▶ _YOUR ASSIGNMENT_: Make your reply a word-for-word repeat of the records.

▶ _GIVEN INFORMATION_:
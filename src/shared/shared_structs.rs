// src/shared/shared_structs.rs

use bigdecimal::BigDecimal;
use serde::Deserialize;

/// Estrutura genérica para as respostas do serviço de pedidos.
///
/// O servidor responde `{ success, mensaje, ... }` nas rotas próprias e
/// `{ detail }` quando o FastAPI levanta uma exceção HTTP. Todos os campos
/// são tolerantes: um corpo sem `success` é tratado como falha.
/// 'T' é o corpo específico da rota, achatado no mesmo objeto JSON.
#[derive(Deserialize, Debug, Clone, Default)]
pub struct RespostaGenerica<T> {
    #[serde(default)]
    pub success: bool,
    #[serde(default)]
    pub mensaje: Option<String>,
    #[serde(default)]
    pub detail: Option<String>,
    #[serde(flatten)]
    pub body: T,
}

impl<T> RespostaGenerica<T> {
    /// Mensagem de erro a ser exibida ao usuário: `mensaje`, depois `detail`,
    /// depois o texto padrão.
    pub fn mensagem_erro(&self) -> String {
        self.mensaje
            .as_deref()
            .or(self.detail.as_deref())
            .filter(|m| !m.trim().is_empty())
            .unwrap_or("Erro ao enviar")
            .to_string()
    }
}

/// Símbolo de moeda usado quando o produto não define o seu.
pub const MOEDA_PADRAO: &str = "$";

/// Normaliza o símbolo configurado: só o primeiro token conta ("$ USD" -> "$").
pub fn normalizar_moeda(valor: &str) -> String {
    valor
        .split_whitespace()
        .next()
        .unwrap_or(MOEDA_PADRAO)
        .to_string()
}

/// Formata um valor arredondado para duas casas decimais, precedido do
/// símbolo da moeda.
pub fn formatar_preco(valor: &BigDecimal, moeda: &str) -> String {
    format!("{}{}", moeda, valor.round(2).with_scale(2))
}

#[cfg(test)]
mod tests {
    use super::*;
    use std::str::FromStr;

    #[derive(Deserialize, Debug, Default)]
    struct Vazio {}

    #[test]
    fn formata_com_duas_casas() {
        let valor = BigDecimal::from_str("4").unwrap();
        assert_eq!(formatar_preco(&valor, "$"), "$4.00");
        let valor = BigDecimal::from_str("12.5").unwrap();
        assert_eq!(formatar_preco(&valor, "€"), "€12.50");
    }

    #[test]
    fn arredonda_em_vez_de_truncar() {
        let valor = BigDecimal::from_str("2.999").unwrap();
        assert_eq!(formatar_preco(&valor, "$"), "$3.00");
        let valor = BigDecimal::from_str("0.125").unwrap();
        assert_eq!(formatar_preco(&valor, "$"), "$0.13");
        let valor = BigDecimal::from_str("7.004").unwrap();
        assert_eq!(formatar_preco(&valor, "$"), "$7.00");
    }

    #[test]
    fn moeda_usa_primeiro_token() {
        assert_eq!(normalizar_moeda("$ USD"), "$");
        assert_eq!(normalizar_moeda("  S/  soles"), "S/");
        assert_eq!(normalizar_moeda("   "), "$");
    }

    #[test]
    fn mensagem_de_erro_prefere_mensaje_depois_detail() {
        let r: RespostaGenerica<Vazio> =
            serde_json::from_str(r#"{"success": false, "mensaje": "Sem estoque"}"#).unwrap();
        assert_eq!(r.mensagem_erro(), "Sem estoque");

        let r: RespostaGenerica<Vazio> =
            serde_json::from_str(r#"{"detail": "Mesa no encontrada o inactiva"}"#).unwrap();
        assert!(!r.success);
        assert_eq!(r.mensagem_erro(), "Mesa no encontrada o inactiva");

        let r: RespostaGenerica<Vazio> = serde_json::from_str("{}").unwrap();
        assert_eq!(r.mensagem_erro(), "Erro ao enviar");
    }
}
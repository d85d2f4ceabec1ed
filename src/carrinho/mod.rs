// src/carrinho/mod.rs

// Carrinho em memória e seus totais
pub mod carrinho_structs;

▶ _YOUR RESPONSE_:
filename src/shared/shared_structs.rs
// src/shared/shared_structs.rs

use bigdecimal::BigDecimal;
use serde::Deserialize;

/// Estrutura genérica para as respostas do serviço de pedidos.
///
/// O servidor responde `{ success, mensaje, ... }` nas rotas próprias e
/// `{ detail }` quando o FastAPI levanta uma exceção HTTP. Todos os campos
/// são tolerantes: um corpo sem `success` é tratado como falha.
/// 'T' é o corpo específico da rota, achatado no mesmo objeto JSON.
#[derive(Deserialize, Debug, Clone, Default)]
pub struct RespostaGenerica<T> {
    #[serde(default)]
    pub success: bool,
    #[serde(default)]
    pub mensaje: Option<String>,
    #[serde(default)]
    pub detail: Option<String>,
    #[serde(flatten)]
    pub body: T,
}

impl<T> RespostaGenerica<T> {
    /// Mensagem de erro a ser exibida ao usuário: `mensaje`, depois `detail`,
    /// depois o texto padrão.
    pub fn mensagem_erro(&self) -> String {
        self.mensaje
            .as_deref()
            .or(self.detail.as_deref())
            .filter(|m| !m.trim().is_empty())
            .unwrap_or("Erro ao enviar")
            .to_string()
    }
}

/// Símbolo de moeda usado quando o produto não define o seu.
pub const MOEDA_PADRAO: &str = "$";

/// Normaliza o símbolo configurado: só o primeiro token conta ("$ USD" -> "$").
pub fn normalizar_moeda(valor: &str) -> String {
    valor
        .split_whitespace()
        .next()
        .unwrap_or(MOEDA_PADRAO)
        .to_string()
}

/// Formata um valor arredondado para duas casas decimais, precedido do
/// símbolo da moeda.
pub fn formatar_preco(valor: &BigDecimal, moeda: &str) -> String {
    format!("{}{}", moeda, valor.round(2).with_scale(2))
}

#[cfg(test)]
mod tests {
    use super::*;
    use std::str::FromStr;

    #[derive(Deserialize, Debug, Default)]
    struct Vazio {}

    #[test]
    fn formata_com_duas_casas() {
        let valor = BigDecimal::from_str("4").unwrap();
        assert_eq!(formatar_preco(&valor, "$"), "$4.00");
        let valor = BigDecimal::from_str("12.5").unwrap();
        assert_eq!(formatar_preco(&valor, "€"), "€12.50");
    }

    #[test]
    fn arredonda_em_vez_de_truncar() {
        let valor = BigDecimal::from_str("2.999").unwrap();
        assert_eq!(formatar_preco(&valor, "$"), "$3.00");
        let valor = BigDecimal::from_str("0.125").unwrap();
        assert_eq!(formatar_preco(&valor, "$"), "$0.13");
        let valor = BigDecimal::from_str("7.004").unwrap();
        assert_eq!(formatar_preco(&valor, "$"), "$7.00");
    }

    #[test]
    fn moeda_usa_primeiro_token() {
        assert_eq!(normalizar_moeda("$ USD"), "$");
        assert_eq!(normalizar_moeda("  S/  soles"), "S/");
        assert_eq!(normalizar_moeda("   "), "$");
    }

    #[test]
    fn mensagem_de_erro_prefere_mensaje_depois_detail() {
        let r: RespostaGenerica<Vazio> =
            serde_json::from_str(r#"{"success": false, "mensaje": "Sem estoque"}"#).unwrap();
        assert_eq!(r.mensagem_erro(), "Sem estoque");

        let r: RespostaGenerica<Vazio> =
            serde_json::from_str(r#"{"detail": "Mesa no encontrada o inactiva"}"#).unwrap();
        assert!(!r.success);
        assert_eq!(r.mensagem_erro(), "Mesa no encontrada o inactiva");

        let r: RespostaGenerica<Vazio> = serde_json::from_str("{}").unwrap();
        assert_eq!(r.mensagem_erro(), "Erro ao enviar");
    }
}
repository d85d2f4ceabec1ed
filename src/carrinho/mod.rs
// src/carrinho/mod.rs

// Carrinho em memória e seus totais
pub mod carrinho_structs;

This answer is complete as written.